Responsabilité sans faute de la commune pour les dommages permanents causés par le fonctionnement d'un ouvrage public communal
Le fonctionnement normal d'un ouvrage public communal, telles les sonneries d'une horloge installée dans le clocher d'une église, engage la responsabilité sans faute de la commune dès lors que le bruit et les vibrations qu'il génère excèdent, par leur intensité, les sujetions normales de voisinage, et que le préjudice en résultant présente, du fait de la proximité immédiate de l'immeuble et de l'inadaptation de l'installation, un caractère spécial.

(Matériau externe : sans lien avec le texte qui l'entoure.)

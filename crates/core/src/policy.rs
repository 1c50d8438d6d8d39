//! The three delivery-condition algorithms.
//!
//! A policy is selected once per simulation run and never changed mid-run.
//! All three share the same contract: a deliverability predicate evaluated
//! against the receiver's current clock, and a merge rule applied on
//! delivery. The predicates assume the message has already passed the
//! malformed-message checks in `Process::receive` (matching clock kind and
//! dimension, in-range sender).

use serde::{Deserialize, Serialize};
use std::fmt;

use causalsim_types::{Clock, ClockKind, MatrixClock, Message, ProcessId, VectorClock};

/// Outcome of handing a message to a process.
#[derive(Debug, Clone, Copy, PartialEq, Eq, Serialize, Deserialize)]
pub enum DeliveryStatus {
    /// Causal prerequisites were satisfied; the message was applied.
    Delivered,
    /// Prerequisites unmet; the message is parked in the pending buffer.
    /// This is expected steady-state behavior, not an error.
    Buffered,
    /// The message was already delivered here; receive was a no-op.
    Duplicate,
}

impl fmt::Display for DeliveryStatus {
    fn fmt(&self, f: &mut fmt::Formatter<'_>) -> fmt::Result {
        match self {
            DeliveryStatus::Delivered => write!(f, "delivered"),
            DeliveryStatus::Buffered => write!(f, "buffered"),
            DeliveryStatus::Duplicate => write!(f, "duplicate"),
        }
    }
}

/// Pluggable delivery-condition algorithm.
///
/// - [`VectorFull`](DeliveryPolicy::VectorFull): BSS-style causal broadcast.
///   Deliverable iff the message is exactly next in sequence from its sender
///   AND every causal predecessor known to the sender has been observed
///   locally.
/// - [`VectorSingleDependency`](DeliveryPolicy::VectorSingleDependency):
///   SES-style reduced check. Only the sender-immediacy clause; strictly
///   weaker than `VectorFull` (ignores transitive dependencies).
/// - [`Matrix`](DeliveryPolicy::Matrix): matrix-clock check over diagonal
///   entries; delivery itself counts as a local event at the receiver.
#[derive(Debug, Clone, Copy, PartialEq, Eq, Serialize, Deserialize)]
pub enum DeliveryPolicy {
    /// Full vector-clock causal-broadcast check.
    VectorFull,
    /// Sender-only vector-clock check.
    VectorSingleDependency,
    /// Matrix-clock causal check.
    Matrix,
}

impl DeliveryPolicy {
    /// Which clock representation this policy operates on.
    pub fn clock_kind(&self) -> ClockKind {
        match self {
            DeliveryPolicy::VectorFull | DeliveryPolicy::VectorSingleDependency => {
                ClockKind::Vector
            }
            DeliveryPolicy::Matrix => ClockKind::Matrix,
        }
    }

    /// A zeroed clock of the shape this policy needs.
    pub fn initial_clock(&self, num_processes: usize) -> Clock {
        match self.clock_kind() {
            ClockKind::Vector => Clock::Vector(VectorClock::new(num_processes)),
            ClockKind::Matrix => Clock::Matrix(MatrixClock::new(num_processes)),
        }
    }

    /// Evaluate the deliverability predicate for `message` at a receiver
    /// whose current clock is `local`.
    ///
    /// The message must have passed validation: same clock kind and
    /// dimension as `local`, sender in range. A kind mismatch here returns
    /// `false` defensively but is rejected upstream in `Process::receive`.
    pub fn is_deliverable(&self, local: &Clock, message: &Message) -> bool {
        let sender = message.sender();
        match (self, local, message.snapshot()) {
            (DeliveryPolicy::VectorFull, Clock::Vector(local), Clock::Vector(ts)) => {
                vector_sender_immediate(local, ts, sender)
                    && vector_others_observed(local, ts, sender)
            }
            (DeliveryPolicy::VectorSingleDependency, Clock::Vector(local), Clock::Vector(ts)) => {
                vector_sender_immediate(local, ts, sender)
            }
            (DeliveryPolicy::Matrix, Clock::Matrix(local), Clock::Matrix(ts)) => {
                matrix_deliverable(local, ts, sender)
            }
            _ => false,
        }
    }

    /// Apply a delivery: merge the snapshot into the local clock by
    /// component-wise maximum. For matrix clocks the delivery is itself a
    /// local event, so the receiver's own diagonal is additionally bumped —
    /// there is no analogue of that step for vector clocks.
    pub fn apply_delivery(&self, local: &mut Clock, receiver: ProcessId, message: &Message) {
        local.merge(message.snapshot());
        if let DeliveryPolicy::Matrix = self {
            local.record_local_event(receiver);
        }
    }
}

impl fmt::Display for DeliveryPolicy {
    fn fmt(&self, f: &mut fmt::Formatter<'_>) -> fmt::Result {
        match self {
            DeliveryPolicy::VectorFull => write!(f, "vector-full"),
            DeliveryPolicy::VectorSingleDependency => write!(f, "vector-single"),
            DeliveryPolicy::Matrix => write!(f, "matrix"),
        }
    }
}

/// Sender-immediacy clause: the message is exactly the next event from its
/// sender, i.e. `ts[s] == local[s] + 1`. No gaps, no re-delivery.
fn vector_sender_immediate(local: &VectorClock, ts: &VectorClock, sender: ProcessId) -> bool {
    ts.get(sender) == local.get(sender) + 1
}

/// Causal-predecessor clause: everything the sender had observed from third
/// parties has also been observed locally (`local[k] >= ts[k]` for k != s).
fn vector_others_observed(local: &VectorClock, ts: &VectorClock, sender: ProcessId) -> bool {
    (0..local.len())
        .map(|k| ProcessId(k as u32))
        .filter(|&k| k != sender)
        .all(|k| local.get(k) >= ts.get(k))
}

/// Matrix-clock check over diagonal entries: the sender's self-reported
/// count is exactly one ahead of what the receiver attributes to it, and the
/// sender's transitive knowledge of everyone else is not ahead of the
/// receiver's own.
fn matrix_deliverable(local: &MatrixClock, ts: &MatrixClock, sender: ProcessId) -> bool {
    if ts.diagonal(sender) != local.diagonal(sender) + 1 {
        return false;
    }
    (0..local.dimension())
        .map(|p| ProcessId(p as u32))
        .filter(|&p| p != sender)
        .all(|p| ts.diagonal(p) <= local.diagonal(p))
}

« Considérant qu'il résulte de l'instruction, notamment du rapport de l'expertise ordonnée par les premiers juges, que le bruit des sonneries, tant diurnes que nocturnes de l'horloge installée dans le clocher de l'église de Treigny-Perreuse en mars 1973 par son intensité et les vibrations qui l'accompagnent, a excédé les sujetions normales inhérentes au voisinage de cet ouvrage public ; que le préjudice dont font état le sieur Georges X... et la demoiselle Dominique X... et tenant au trouble apporté à la jouissance de leur immeuble d'habitation qui est situé sur la place de l'église, à proximité immédiate de celle-ci, présente dans les circonstances de l'espèce, compte-tenu de l'inadaptation de l'installation des sonneries incriminées, un caractère spécial de nature à leur ouvrir droit à réparation » (CE, 3e et 5e ss-sect. réunies, 20 octobre 1976, Commune de Treigny-Perreuse, n° 99999).